→ WORK REQUEST
The stretch from the line with "exited with code" through the line with "across the suite." in the records below: write it out exactly, and nothing else.

→ THE DATA
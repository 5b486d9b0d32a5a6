//! Integration tests for the execution pipeline.
//!
//! `orchestrator_properties` needs a running Redis; `docker_properties`
//! additionally needs a Docker daemon with the catalog images built. Both
//! are `#[ignore]`d so `cargo test` stays hermetic.

use std::collections::VecDeque;
use std::sync::atomic::{AtomicUsize, Ordering};

use anyhow::Result;
use chrono::Utc;
use uuid::Uuid;

use crucible_common::profiles::{DenyRule, LanguageProfile, NetworkPolicy, ProfileRegistry};
use crucible_common::store;
use crucible_common::types::{
    ComparatorKind, ExecutionKind, ExecutionRequest, ExecutionStatus, FailureReason, RawOutcome,
    TestCase, TestCaseStatus,
};

use crate::orchestrator::{ExecutionBackend, Orchestrator};
use crate::quota::QuotaPolicy;
use crate::sandbox::{CancelProbe, ExecutionLimits};

async fn create_redis_conn() -> redis::aio::ConnectionManager {
    let url =
        std::env::var("REDIS_URL").unwrap_or_else(|_| "redis://127.0.0.1:6379".to_string());
    let client = redis::Client::open(url.as_str()).expect("failed to create Redis client");
    client
        .get_connection_manager()
        .await
        .expect("failed to connect to Redis")
}

fn test_profile() -> LanguageProfile {
    LanguageProfile {
        id: "python".to_string(),
        display_name: "Python".to_string(),
        version: "3.12".to_string(),
        image: "crucible-python:3.12".to_string(),
        file_extension: "py".to_string(),
        compile_command: None,
        run_command: "python3 -u main.py".to_string(),
        default_timeout_ms: 5_000,
        max_memory_mb: 128,
        max_cpus: 1.0,
        max_cpu_time_s: 10,
        network_policy: NetworkPolicy::Deny,
        supports_stdin: true,
        max_output_bytes: 1024 * 1024,
        pids_limit: 64,
        denylist: vec![DenyRule {
            category: "process_spawn".to_string(),
            pattern: r"\bimport\s+subprocess\b".to_string(),
        }],
    }
}

fn test_registry() -> ProfileRegistry {
    ProfileRegistry::from_profiles(vec![test_profile()]).expect("valid test catalog")
}

fn make_request(
    user_id: &str,
    source: &str,
    kind: ExecutionKind,
    test_cases: Vec<TestCase>,
) -> ExecutionRequest {
    ExecutionRequest {
        id: Uuid::new_v4(),
        user_id: user_id.to_string(),
        language: "python".to_string(),
        source_code: source.to_string(),
        stdin: String::new(),
        kind,
        exercise_id: None,
        test_cases,
        timeout_ms: 5_000,
        created_at: Utc::now(),
    }
}

fn make_case(id: u32, stdin: &str, expected: &str, points: u32) -> TestCase {
    TestCase {
        id,
        name: format!("case-{id}"),
        stdin: stdin.to_string(),
        expected_stdout: expected.to_string(),
        comparator: ComparatorKind::Exact,
        points,
    }
}

fn fresh_user() -> String {
    format!("it-user-{}", Uuid::new_v4())
}

/// Scripted backend: pops one outcome per invocation and counts calls.
struct StubBackend {
    outcomes: tokio::sync::Mutex<VecDeque<RawOutcome>>,
    invocations: AtomicUsize,
}

impl StubBackend {
    fn new(outcomes: Vec<RawOutcome>) -> Self {
        Self {
            outcomes: tokio::sync::Mutex::new(outcomes.into()),
            invocations: AtomicUsize::new(0),
        }
    }

    fn invocation_count(&self) -> usize {
        self.invocations.load(Ordering::SeqCst)
    }
}

fn ok_outcome(stdout: &str) -> RawOutcome {
    RawOutcome {
        stdout: stdout.to_string(),
        exit_code: Some(0),
        wall_time_ms: 10,
        ..Default::default()
    }
}

impl ExecutionBackend for StubBackend {
    async fn run(
        &self,
        _profile: &LanguageProfile,
        _source: &str,
        _stdin: &str,
        _limits: &ExecutionLimits,
        _cancel: &mut CancelProbe,
    ) -> Result<RawOutcome> {
        self.invocations.fetch_add(1, Ordering::SeqCst);
        let outcome = self.outcomes.lock().await.pop_front();
        Ok(outcome.unwrap_or_else(|| ok_outcome("")))
    }
}
//! Test verdict engine - language-agnostic scoring.
//!
//! Compares raw execution outputs against expected test outputs and
//! assigns points. Knows nothing about Docker, runtimes, or queues: a pure
//! function from (captured output, fixture) to a verdict, so scoring is
//! deterministic regardless of the execution backend.
//!
//! Precedence per case: cancellation > timeout > runtime/compile failure >
//! output comparison. Aggregate score is the sum of passed cases' points,
//! independent of execution order.

use crucible_common::types::{
    ComparatorKind, RawOutcome, TestCase, TestCaseResult, TestCaseStatus,
};

/// Judge one case from its captured output.
pub fn judge_case(case: &TestCase, outcome: &RawOutcome) -> TestCaseResult {
    let (status, feedback) = if outcome.cancelled {
        (TestCaseStatus::Skipped, Some("execution cancelled".to_string()))
    } else if outcome.timed_out {
        (TestCaseStatus::TimedOut, Some("time limit exceeded".to_string()))
    } else if outcome.compile_failed {
        (
            TestCaseStatus::RuntimeError,
            Some("compilation failed".to_string()),
        )
    } else if outcome.exit_code != Some(0) {
        (
            TestCaseStatus::RuntimeError,
            Some(format!(
                "program exited with code {}",
                outcome
                    .exit_code
                    .map(|c| c.to_string())
                    .unwrap_or_else(|| "unknown".to_string())
            )),
        )
    } else {
        match compare(&case.comparator, &case.expected_stdout, &outcome.stdout) {
            Ok(()) => (TestCaseStatus::Passed, None),
            Err(feedback) => (TestCaseStatus::Failed, Some(feedback)),
        }
    };

    let points_awarded = if status == TestCaseStatus::Passed {
        case.points
    } else {
        0
    };

    TestCaseResult {
        test_id: case.id,
        name: case.name.clone(),
        status,
        actual_stdout: outcome.stdout.clone(),
        feedback,
        points_awarded,
        points_possible: case.points,
        wall_time_ms: outcome.wall_time_ms,
    }
}

/// Placeholder result for a case that never ran (cancellation or an
/// earlier infrastructure failure). Keeps the one-result-per-case
/// invariant intact.
pub fn skipped_case(case: &TestCase) -> TestCaseResult {
    TestCaseResult {
        test_id: case.id,
        name: case.name.clone(),
        status: TestCaseStatus::Skipped,
        actual_stdout: String::new(),
        feedback: None,
        points_awarded: 0,
        points_possible: case.points,
        wall_time_ms: 0,
    }
}

/// Sum awarded and possible points across the suite.
pub fn aggregate(results: &[TestCaseResult]) -> (u32, u32) {
    let score = results.iter().map(|r| r.points_awarded).sum();
    let max_score = results.iter().map(|r| r.points_possible).sum();
    (score, max_score)
}

/// Compare expected against actual output under the given comparator.
/// `Err` carries student-facing feedback describing the mismatch.
pub fn compare(
    comparator: &ComparatorKind,
    expected: &str,
    actual: &str,
) -> Result<(), String> {
    match comparator {
        ComparatorKind::Exact => {
            let expected = trim_trailing_newline(expected);
            let actual = trim_trailing_newline(actual);
            if expected == actual {
                Ok(())
            } else {
                Err(mismatch_feedback(expected, actual))
            }
        }
        ComparatorKind::WhitespaceInsensitive => {
            let expected = collapse_whitespace(expected);
            let actual = collapse_whitespace(actual);
            if expected == actual {
                Ok(())
            } else {
                Err(mismatch_feedback(&expected, &actual))
            }
        }
        ComparatorKind::NumericTolerance { epsilon } => {
            numeric_compare(expected, actual, *epsilon)
        }
    }
}

/// Strip exactly one trailing newline (LF or CRLF). A program that prints
/// `42\n` matches an expectation of `42`; extra blank lines do not.
fn trim_trailing_newline(s: &str) -> &str {
    let s = s.strip_suffix('\n').unwrap_or(s);
    s.strip_suffix('\r').unwrap_or(s)
}

/// Collapse every run of whitespace to a single space and trim the ends.
fn collapse_whitespace(s: &str) -> String {
    s.split_whitespace().collect::<Vec<_>>().join(" ")
}

/// Parse both sides as whitespace-separated floating-point sequences and
/// compare within epsilon. Unparseable or length-mismatched actual output
/// is a plain failure, never an engine error.
fn numeric_compare(expected: &str, actual: &str, epsilon: f64) -> Result<(), String> {
    let expected_values: Vec<f64> = match parse_floats(expected) {
        Some(values) => values,
        None => {
            return Err("expected output is not a numeric sequence".to_string());
        }
    };
    let actual_values = match parse_floats(actual) {
        Some(values) => values,
        None => {
            return Err("output is not a numeric sequence".to_string());
        }
    };

    if expected_values.len() != actual_values.len() {
        return Err(format!(
            "expected {} numeric values, got {}",
            expected_values.len(),
            actual_values.len()
        ));
    }

    for (index, (e, a)) in expected_values.iter().zip(actual_values.iter()).enumerate() {
        if (e - a).abs() > epsilon {
            return Err(format!(
                "value {} differs: expected {e}, got {a} (tolerance {epsilon})",
                index + 1
            ));
        }
    }
    Ok(())
}

fn parse_floats(s: &str) -> Option<Vec<f64>> {
    let mut values = Vec::new();
    for token in s.split_whitespace() {
        values.push(token.parse::<f64>().ok()?);
    }
    Some(values)
}

fn mismatch_feedback(expected: &str, actual: &str) -> String {
    format!(
        "expected {:?}, got {:?}",
        preview(expected),
        preview(actual)
    )
}

/// First line, capped, so feedback stays readable for multi-line output.
fn preview(s: &str) -> String {
    const MAX: usize = 120;
    let first_line = s.lines().next().unwrap_or("");
    let mut out: String = first_line.chars().take(MAX).collect();
    if first_line.chars().count() > MAX || s.lines().count() > 1 {
        out.push_str("...");
    }
    out
}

→ RESPONSE BELOW
                "program exited with code {}",
                outcome
                    .exit_code
                    .map(|c| c.to_string())
                    .unwrap_or_else(|| "unknown".to_string())
            )),
        )
    } else {
        match compare(&case.comparator, &case.expected_stdout, &outcome.stdout) {
            Ok(()) => (TestCaseStatus::Passed, None),
            Err(feedback) => (TestCaseStatus::Failed, Some(feedback)),
        }
    };

    let points_awarded = if status == TestCaseStatus::Passed {
        case.points
    } else {
        0
    };

    TestCaseResult {
        test_id: case.id,
        name: case.name.clone(),
        status,
        actual_stdout: outcome.stdout.clone(),
        feedback,
        points_awarded,
        points_possible: case.points,
        wall_time_ms: outcome.wall_time_ms,
    }
}

/// Placeholder result for a case that never ran (cancellation or an
/// earlier infrastructure failure). Keeps the one-result-per-case
/// invariant intact.
pub fn skipped_case(case: &TestCase) -> TestCaseResult {
    TestCaseResult {
        test_id: case.id,
        name: case.name.clone(),
        status: TestCaseStatus::Skipped,
        actual_stdout: String::new(),
        feedback: None,
        points_awarded: 0,
        points_possible: case.points,
        wall_time_ms: 0,
    }
}

/// Sum awarded and possible points across the suite.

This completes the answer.